**Assignment**
Beginning with the line below that contains "args: &[Value]) -> Traced" and ending with the line that contains "return Err(match other", copy every line exactly. Copy nothing else.

**Source material**
·····

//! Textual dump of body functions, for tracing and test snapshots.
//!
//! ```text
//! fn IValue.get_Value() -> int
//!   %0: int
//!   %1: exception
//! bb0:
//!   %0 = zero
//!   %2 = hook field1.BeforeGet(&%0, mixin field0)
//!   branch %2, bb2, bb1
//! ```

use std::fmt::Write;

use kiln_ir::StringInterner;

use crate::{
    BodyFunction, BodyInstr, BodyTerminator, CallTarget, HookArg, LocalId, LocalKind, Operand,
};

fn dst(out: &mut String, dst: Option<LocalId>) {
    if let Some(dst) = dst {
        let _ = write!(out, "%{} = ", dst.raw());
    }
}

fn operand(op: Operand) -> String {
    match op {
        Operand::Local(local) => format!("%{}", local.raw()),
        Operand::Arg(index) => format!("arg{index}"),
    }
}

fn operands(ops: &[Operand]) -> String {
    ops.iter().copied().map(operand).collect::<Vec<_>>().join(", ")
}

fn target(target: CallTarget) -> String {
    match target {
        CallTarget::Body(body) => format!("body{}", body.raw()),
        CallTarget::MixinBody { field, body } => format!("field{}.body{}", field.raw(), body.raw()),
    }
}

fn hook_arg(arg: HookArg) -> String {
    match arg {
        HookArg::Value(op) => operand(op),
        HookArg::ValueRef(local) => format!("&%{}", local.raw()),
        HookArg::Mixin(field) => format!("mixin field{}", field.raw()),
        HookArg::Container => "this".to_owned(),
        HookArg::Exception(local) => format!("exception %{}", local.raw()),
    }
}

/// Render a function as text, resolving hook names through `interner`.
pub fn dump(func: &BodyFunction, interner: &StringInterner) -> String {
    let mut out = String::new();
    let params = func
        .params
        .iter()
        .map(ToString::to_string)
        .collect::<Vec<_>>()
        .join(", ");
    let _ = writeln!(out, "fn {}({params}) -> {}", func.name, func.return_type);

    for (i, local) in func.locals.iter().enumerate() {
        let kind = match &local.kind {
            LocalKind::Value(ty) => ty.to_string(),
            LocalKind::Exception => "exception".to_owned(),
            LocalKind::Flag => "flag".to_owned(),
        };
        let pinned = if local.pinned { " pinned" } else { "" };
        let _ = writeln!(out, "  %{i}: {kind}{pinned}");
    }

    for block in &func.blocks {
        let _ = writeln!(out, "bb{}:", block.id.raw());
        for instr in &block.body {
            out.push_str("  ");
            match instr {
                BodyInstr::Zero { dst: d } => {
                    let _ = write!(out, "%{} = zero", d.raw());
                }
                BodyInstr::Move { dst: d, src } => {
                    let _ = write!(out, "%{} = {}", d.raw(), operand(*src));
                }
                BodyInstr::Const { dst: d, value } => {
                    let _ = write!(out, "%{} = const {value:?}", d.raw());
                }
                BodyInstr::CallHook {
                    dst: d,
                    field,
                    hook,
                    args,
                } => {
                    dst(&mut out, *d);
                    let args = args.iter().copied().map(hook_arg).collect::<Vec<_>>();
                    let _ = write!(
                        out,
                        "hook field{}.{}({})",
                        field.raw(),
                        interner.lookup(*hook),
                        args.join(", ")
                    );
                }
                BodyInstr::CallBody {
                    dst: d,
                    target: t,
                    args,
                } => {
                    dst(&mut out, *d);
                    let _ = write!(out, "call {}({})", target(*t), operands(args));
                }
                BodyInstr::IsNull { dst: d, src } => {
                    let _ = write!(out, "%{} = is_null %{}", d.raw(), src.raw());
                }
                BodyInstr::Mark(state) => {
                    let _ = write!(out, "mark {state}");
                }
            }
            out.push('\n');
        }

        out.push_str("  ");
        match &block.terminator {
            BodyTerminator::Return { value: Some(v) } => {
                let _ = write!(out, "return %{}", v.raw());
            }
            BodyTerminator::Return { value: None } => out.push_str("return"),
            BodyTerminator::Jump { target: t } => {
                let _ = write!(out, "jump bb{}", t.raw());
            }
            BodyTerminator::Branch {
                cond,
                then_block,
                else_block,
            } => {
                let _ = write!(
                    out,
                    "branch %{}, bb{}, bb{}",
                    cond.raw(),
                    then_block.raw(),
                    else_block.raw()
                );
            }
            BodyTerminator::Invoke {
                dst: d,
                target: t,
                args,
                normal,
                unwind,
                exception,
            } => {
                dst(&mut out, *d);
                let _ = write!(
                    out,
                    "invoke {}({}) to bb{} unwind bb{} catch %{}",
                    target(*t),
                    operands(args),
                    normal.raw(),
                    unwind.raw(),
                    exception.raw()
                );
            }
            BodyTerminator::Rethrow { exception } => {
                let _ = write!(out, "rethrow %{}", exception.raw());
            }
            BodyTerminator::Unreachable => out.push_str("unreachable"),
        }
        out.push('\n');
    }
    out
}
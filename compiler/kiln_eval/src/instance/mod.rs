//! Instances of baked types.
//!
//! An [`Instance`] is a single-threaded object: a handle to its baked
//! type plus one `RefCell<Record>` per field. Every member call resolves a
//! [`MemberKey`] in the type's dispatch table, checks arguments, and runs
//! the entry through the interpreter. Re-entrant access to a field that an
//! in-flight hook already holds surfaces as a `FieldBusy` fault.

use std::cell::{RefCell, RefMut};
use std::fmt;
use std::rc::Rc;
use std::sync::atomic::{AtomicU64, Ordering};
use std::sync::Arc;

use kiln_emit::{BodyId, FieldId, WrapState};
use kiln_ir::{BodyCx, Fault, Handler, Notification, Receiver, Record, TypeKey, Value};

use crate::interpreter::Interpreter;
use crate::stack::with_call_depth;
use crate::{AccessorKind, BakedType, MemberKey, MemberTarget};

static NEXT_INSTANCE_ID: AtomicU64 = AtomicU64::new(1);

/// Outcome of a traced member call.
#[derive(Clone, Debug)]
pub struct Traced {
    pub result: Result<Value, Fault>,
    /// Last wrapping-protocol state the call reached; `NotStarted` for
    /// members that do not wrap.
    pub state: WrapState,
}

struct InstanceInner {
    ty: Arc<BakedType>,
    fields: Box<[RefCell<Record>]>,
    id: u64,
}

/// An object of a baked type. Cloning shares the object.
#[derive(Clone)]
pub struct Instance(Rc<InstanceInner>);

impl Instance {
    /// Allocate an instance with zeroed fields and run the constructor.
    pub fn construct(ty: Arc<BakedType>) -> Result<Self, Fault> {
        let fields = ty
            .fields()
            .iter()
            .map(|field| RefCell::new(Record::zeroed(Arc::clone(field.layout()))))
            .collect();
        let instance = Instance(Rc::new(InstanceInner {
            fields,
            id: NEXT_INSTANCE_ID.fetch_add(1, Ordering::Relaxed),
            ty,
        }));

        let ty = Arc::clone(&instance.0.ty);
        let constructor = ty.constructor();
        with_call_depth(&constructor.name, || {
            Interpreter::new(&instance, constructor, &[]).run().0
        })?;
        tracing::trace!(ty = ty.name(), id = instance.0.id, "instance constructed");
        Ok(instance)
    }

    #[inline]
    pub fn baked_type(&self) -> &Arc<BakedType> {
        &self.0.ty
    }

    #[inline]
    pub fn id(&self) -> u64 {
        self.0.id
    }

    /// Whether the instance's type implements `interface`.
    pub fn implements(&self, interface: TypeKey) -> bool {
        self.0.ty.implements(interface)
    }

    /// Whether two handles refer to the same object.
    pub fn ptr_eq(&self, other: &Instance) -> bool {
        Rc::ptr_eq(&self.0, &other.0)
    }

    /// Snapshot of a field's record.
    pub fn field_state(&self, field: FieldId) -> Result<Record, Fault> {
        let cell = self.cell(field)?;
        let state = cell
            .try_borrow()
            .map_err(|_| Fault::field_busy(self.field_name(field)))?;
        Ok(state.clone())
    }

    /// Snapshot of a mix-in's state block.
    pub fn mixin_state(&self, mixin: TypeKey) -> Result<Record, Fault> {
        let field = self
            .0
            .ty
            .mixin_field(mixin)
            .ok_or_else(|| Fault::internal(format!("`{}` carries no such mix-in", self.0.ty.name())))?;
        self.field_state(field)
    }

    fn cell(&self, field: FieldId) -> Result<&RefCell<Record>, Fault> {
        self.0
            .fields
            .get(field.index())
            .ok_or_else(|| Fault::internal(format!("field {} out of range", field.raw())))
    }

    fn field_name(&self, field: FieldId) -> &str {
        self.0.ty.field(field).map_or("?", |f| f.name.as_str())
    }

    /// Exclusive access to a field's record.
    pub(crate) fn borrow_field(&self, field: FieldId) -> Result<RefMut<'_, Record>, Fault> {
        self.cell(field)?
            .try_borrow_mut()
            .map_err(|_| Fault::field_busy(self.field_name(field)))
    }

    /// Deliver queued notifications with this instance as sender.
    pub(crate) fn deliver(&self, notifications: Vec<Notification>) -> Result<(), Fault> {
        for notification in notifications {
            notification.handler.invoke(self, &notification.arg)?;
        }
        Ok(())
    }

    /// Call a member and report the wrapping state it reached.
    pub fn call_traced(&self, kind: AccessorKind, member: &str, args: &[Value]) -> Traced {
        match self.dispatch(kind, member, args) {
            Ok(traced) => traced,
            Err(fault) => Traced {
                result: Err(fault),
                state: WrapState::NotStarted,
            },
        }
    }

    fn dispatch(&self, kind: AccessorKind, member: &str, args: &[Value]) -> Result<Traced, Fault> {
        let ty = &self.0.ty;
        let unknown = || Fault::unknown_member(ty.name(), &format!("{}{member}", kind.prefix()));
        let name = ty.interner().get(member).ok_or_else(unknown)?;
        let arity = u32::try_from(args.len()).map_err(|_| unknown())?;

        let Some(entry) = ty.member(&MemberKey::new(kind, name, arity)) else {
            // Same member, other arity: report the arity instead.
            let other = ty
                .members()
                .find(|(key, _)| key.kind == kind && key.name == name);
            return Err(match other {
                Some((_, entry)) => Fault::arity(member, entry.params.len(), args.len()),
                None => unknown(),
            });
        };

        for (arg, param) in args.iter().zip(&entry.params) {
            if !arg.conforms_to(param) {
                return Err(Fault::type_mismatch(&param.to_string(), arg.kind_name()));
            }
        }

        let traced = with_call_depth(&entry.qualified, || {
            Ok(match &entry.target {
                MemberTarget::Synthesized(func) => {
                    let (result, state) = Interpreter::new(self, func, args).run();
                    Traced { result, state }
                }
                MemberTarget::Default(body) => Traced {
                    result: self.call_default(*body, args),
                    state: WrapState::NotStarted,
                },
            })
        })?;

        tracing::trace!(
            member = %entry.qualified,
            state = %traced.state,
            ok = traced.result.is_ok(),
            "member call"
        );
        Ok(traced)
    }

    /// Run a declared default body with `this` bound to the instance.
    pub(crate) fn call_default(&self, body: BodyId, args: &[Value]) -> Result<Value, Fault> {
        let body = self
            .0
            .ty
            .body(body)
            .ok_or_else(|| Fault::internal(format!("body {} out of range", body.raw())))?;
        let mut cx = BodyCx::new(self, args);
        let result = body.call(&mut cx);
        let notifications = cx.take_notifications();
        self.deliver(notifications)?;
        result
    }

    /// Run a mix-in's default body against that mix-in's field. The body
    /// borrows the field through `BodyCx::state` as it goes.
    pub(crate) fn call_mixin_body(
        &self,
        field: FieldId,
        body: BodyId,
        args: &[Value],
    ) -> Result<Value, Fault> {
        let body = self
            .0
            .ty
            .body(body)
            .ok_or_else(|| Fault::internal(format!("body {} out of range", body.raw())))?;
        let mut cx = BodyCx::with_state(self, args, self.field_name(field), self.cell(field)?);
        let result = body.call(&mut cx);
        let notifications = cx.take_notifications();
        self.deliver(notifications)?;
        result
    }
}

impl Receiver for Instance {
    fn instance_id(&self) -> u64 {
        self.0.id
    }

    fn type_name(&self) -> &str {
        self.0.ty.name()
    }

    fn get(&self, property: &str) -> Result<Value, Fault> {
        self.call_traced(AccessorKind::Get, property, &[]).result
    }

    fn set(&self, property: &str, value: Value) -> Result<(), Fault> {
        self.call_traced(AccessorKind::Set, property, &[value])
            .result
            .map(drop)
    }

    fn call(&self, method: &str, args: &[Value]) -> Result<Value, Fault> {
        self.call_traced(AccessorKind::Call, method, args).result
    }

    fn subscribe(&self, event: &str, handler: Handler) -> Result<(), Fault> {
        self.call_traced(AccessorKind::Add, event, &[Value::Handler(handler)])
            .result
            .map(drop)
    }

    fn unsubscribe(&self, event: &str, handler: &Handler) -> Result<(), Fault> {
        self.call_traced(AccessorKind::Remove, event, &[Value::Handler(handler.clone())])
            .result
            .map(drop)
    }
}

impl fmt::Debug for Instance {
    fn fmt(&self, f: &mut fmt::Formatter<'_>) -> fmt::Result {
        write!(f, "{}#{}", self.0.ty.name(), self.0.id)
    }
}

·····

**Written answer**
    pub fn call_traced(&self, kind: AccessorKind, member: &str, args: &[Value]) -> Traced {
        match self.dispatch(kind, member, args) {
            Ok(traced) => traced,
            Err(fault) => Traced {
                result: Err(fault),
                state: WrapState::NotStarted,
            },
        }
    }

    fn dispatch(&self, kind: AccessorKind, member: &str, args: &[Value]) -> Result<Traced, Fault> {
        let ty = &self.0.ty;
        let unknown = || Fault::unknown_member(ty.name(), &format!("{}{member}", kind.prefix()));
        let name = ty.interner().get(member).ok_or_else(unknown)?;
        let arity = u32::try_from(args.len()).map_err(|_| unknown())?;

        let Some(entry) = ty.member(&MemberKey::new(kind, name, arity)) else {
            // Same member, other arity: report the arity instead.
            let other = ty
                .members()
                .find(|(key, _)| key.kind == kind && key.name == name);
            return Err(match other {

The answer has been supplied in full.